Timestamps of openings of pill tray compartments were used to calculate MA scores for the SMASH intervention arm participants using an algorithm fully described elsewhere [24]. Briefly, doses taken within a 3-h window of the predesignated time received a full score for that dose, those within a 3–6 h window received a score of 0.5 for that dose, and those taken after more than 6 h received a score of zero. The SMASH group’s average MA per month ranged from 0.89 to 0.95 (average = 91.0%). Importantly, after the 6-month evaluation if MA was 1.0 for that month and SBP was controlled, participants could opt to return the tray. Seventy-three percent of the eligible SMASH participants did so. All that returned the tray maintained good MA measured via self-report using the Morisky Medication Adherence Scale [32] (Table 4) and subsequent SBP control following tray return. The Morisky MA self-report findings indicated no significant differences between the SMASH and ESC groups at baseline. Subsequently, the SMASH group reported significantly greater increases in MA at each evaluation.
The SMASH participants also showed good protocol adherence to the BP self- monitoring using the provided SMASH app and Bluetooth BP device. The overall adherence for total expected readings was 1.00 ± 0.24. For adherence to the more stringent definition of “on-time BP adherence” rate for taking their BPs every 3 days, the SMASH group did so 85.7% of the time. They averaged 8.8 ± 5.7 intervals >3 days during the 184.1 ± 2 days they participated.

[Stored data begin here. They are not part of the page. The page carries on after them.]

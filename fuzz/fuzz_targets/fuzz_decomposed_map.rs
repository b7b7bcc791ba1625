#![no_main]

use std::collections::HashMap;

use arbitrary::Arbitrary;
use libfuzzer_sys::fuzz_target;

use vessel::alloc::StdAlloc;
use vessel::collections::map::DecomposedMap;

#[derive(Arbitrary, Debug)]
enum Op {
    Insert(i16, i32),
    Remove(i16),
    Get(i16),
}

fuzz_target!(|ops: std::vec::Vec<Op>| {
    let mut map: DecomposedMap<i16, i32, StdAlloc> = DecomposedMap::new(StdAlloc::new());
    let mut model: HashMap<i16, i32> = HashMap::new();

    for op in ops {
        match op {
            Op::Insert(key, value) => {
                // `DecomposedMap::insert` aborts on a duplicate key; upsert
                // through `try_write` first to mirror `HashMap::insert`'s
                // always-overwrite behavior.
                let mine_prev = if let Some(slot) = map.try_write(&key) {
                    Some(core::mem::replace(slot, value))
                } else {
                    map.insert(key, value);
                    None
                };
                assert_eq!(mine_prev, model.insert(key, value));
            }
            Op::Remove(key) => {
                assert_eq!(map.try_remove(&key), model.remove(&key));
            }
            Op::Get(key) => {
                assert_eq!(map.try_read(&key), model.get(&key));
            }
        }
        assert_eq!(map.len(), model.len());
    }

    for (key, value) in &model {
        assert_eq!(map.try_read(key), Some(value));
    }
});
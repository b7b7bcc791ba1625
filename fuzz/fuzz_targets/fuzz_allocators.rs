#![no_main]

use arbitrary::Arbitrary;
use libfuzzer_sys::fuzz_target;

use vessel::alloc::{ChunkedBump, HybridStatic, Slab, StdAlloc};
use vessel::collections::Vec as VesselVec;

#[derive(Arbitrary, Debug)]
enum Op {
    Push(u64),
    Pop,
    Clear,
}

/// Replays the same command sequence against a `Vec` backed by each of the
/// four allocators side by side, checked against a plain `std::vec::Vec`
/// model. This exercises every allocator's growth/shrink path (not just
/// its allocate/deallocate pair in isolation) the way a real caller would.
fn replay<A: vessel::RawAlloc>(ops: &[Op], alloc: A) {
    let mut v = VesselVec::new(alloc);
    let mut model: std::vec::Vec<u64> = std::vec::Vec::new();

    for op in ops {
        match op {
            Op::Push(value) => {
                v.push(*value);
                model.push(*value);
            }
            Op::Pop => {
                let got = v.pop();
                let want = model.pop();
                assert_eq!(got, want);
            }
            Op::Clear => {
                v.clear();
                model.clear();
            }
        }
        assert_eq!(v.len(), model.len());
        assert_eq!(v.as_slice(), model.as_slice());
    }
}

fuzz_target!(|ops: std::vec::Vec<Op>| {
    replay(&ops, StdAlloc::new());
    replay(&ops, HybridStatic::<4096, StdAlloc>::new(StdAlloc::new()));
    replay(&ops, ChunkedBump::new(StdAlloc::new()));
    replay(&ops, Slab::new(StdAlloc::new()));
});
#![no_main]

use std::collections::HashMap;

use arbitrary::Arbitrary;
use libfuzzer_sys::fuzz_target;

use vessel::alloc::StdAlloc;
use vessel::collections::map::SwissMap;

#[derive(Arbitrary, Debug)]
enum Op {
    Insert(i16, i32),
    Remove(i16),
    Get(i16),
}

fuzz_target!(|ops: std::vec::Vec<Op>| {
    let mut map = SwissMap::new(StdAlloc::new());
    let mut model: HashMap<i16, i32> = HashMap::new();

    for op in ops {
        match op {
            Op::Insert(key, value) => {
                // `SwissMap::insert` aborts on a duplicate key; upsert
                // through `try_write` first to mirror `HashMap::insert`'s
                // always-overwrite behavior.
                let mine_prev = if let Some(slot) = map.try_write(&key) {
                    Some(core::mem::replace(slot, value))
                } else {
                    map.insert(key, value);
                    None
                };
                assert_eq!(mine_prev, model.insert(key, value));
            }
            Op::Remove(key) => {
                assert_eq!(map.try_remove(&key), model.remove(&key));
            }
            Op::Get(key) => {
                assert_eq!(map.try_read(&key), model.get(&key));
            }
        }
        assert_eq!(map.len(), model.len());
    }

    for (key, value) in &model {
        assert_eq!(map.try_read(key), Some(value));
    }
});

3.5. SMASH Satisfaction and Usability

The high levels of adherence to the medication schedule and BP self-assessment schedule indicated high levels of usability of the SMASH system including the smart phone app, Bluetooth BP monitor and the electronic medication tray. A random sample of 10 participants in the SMASH group were administered the telehealth satisfaction and usability questionnaire [33]. This 20-item questionnaire uses a 5 point Likert scale (1 = strongly disagree–5 = strongly agree). The average score total score (possible range = 20–100) was 98. Overall satisfaction with the SMASH system was an average of 4.87 and ease of use of the electronic tray and the smart phone app/BP monitor were both scored by all as a five.

4. Discussion

This two-arm efficacy RCT showed a user centered, culturally tailored, mHealth medication and BP self-management system (SMASH) quickly established and sustained BP control across a 9-month period among Hispanics with history of poor MA and uncontrolled hypertension. The SMASH intervention group compared to the enhanced standard care (ESC) group experienced earlier and much higher degrees of sustained SBP control based upon JNC7 guidelines (SBP < 140 mmHg). Both groups by definition based upon inclusion criteria were at zero levels of SBP control at baseline. The SMASH group climbed to 80% vs. 42.3% for the ESC group by month 1. They continued to increase SBP control levels and maintained >92% control throughout the remainder of the study. The ESC group reached a peak of SBP control at 3 months, and then continued to decline to a low of 27.8% at month 9. Interestingly, both groups exhibited significant improvements in DBP control (<90 mmHg). Both groups started out with ~60% meeting DBP control cutoff. The SMASH group maintained 100% DBP control throughout the trial while the values for the ESC group ranged from 88.5% to 94.7%. Collectively, these findings across the 9 months corroborate and extend not only our earlier work with Hispanics [24], but results of the SMASH program adapted for different ethnic groups and patient populations. Three other proof-of-concept and feasibility trials involving African Americans with sole diagnosis of uncontrolled hypertension, as well as African-Americans recovering from a recent stroke and African-American and non-Hispanic white kidney transplant recipients with uncontrolled hypertension showed comparable MA levels and BP control levels [24,25,34,35,36].
Compared to Xiong et al.’s 2018 review including eight MA studies directed at improving BP control in hypertensives [37], our program resulted in greater average reductions in SBP (30.5 vs. 9.6 mmHg), thus also achieving greater proportion of participants with SBP control. Interestingly, we did observe several similarities between our program and another highly successful program in reducing SBP [38]. Both studies included significant involvement of a HCP who received synthesized MA and biometric data reports. They were able to make clinical decisions much quicker than waiting for the next scheduled clinic visit more than three months away. This caveat may partially account for the inconsistency in mHealth program outcomes due in part to not monitoring both MA as well as associated biometric functioning, or if they do, not integrating the information into healthcare management process in a timely manner.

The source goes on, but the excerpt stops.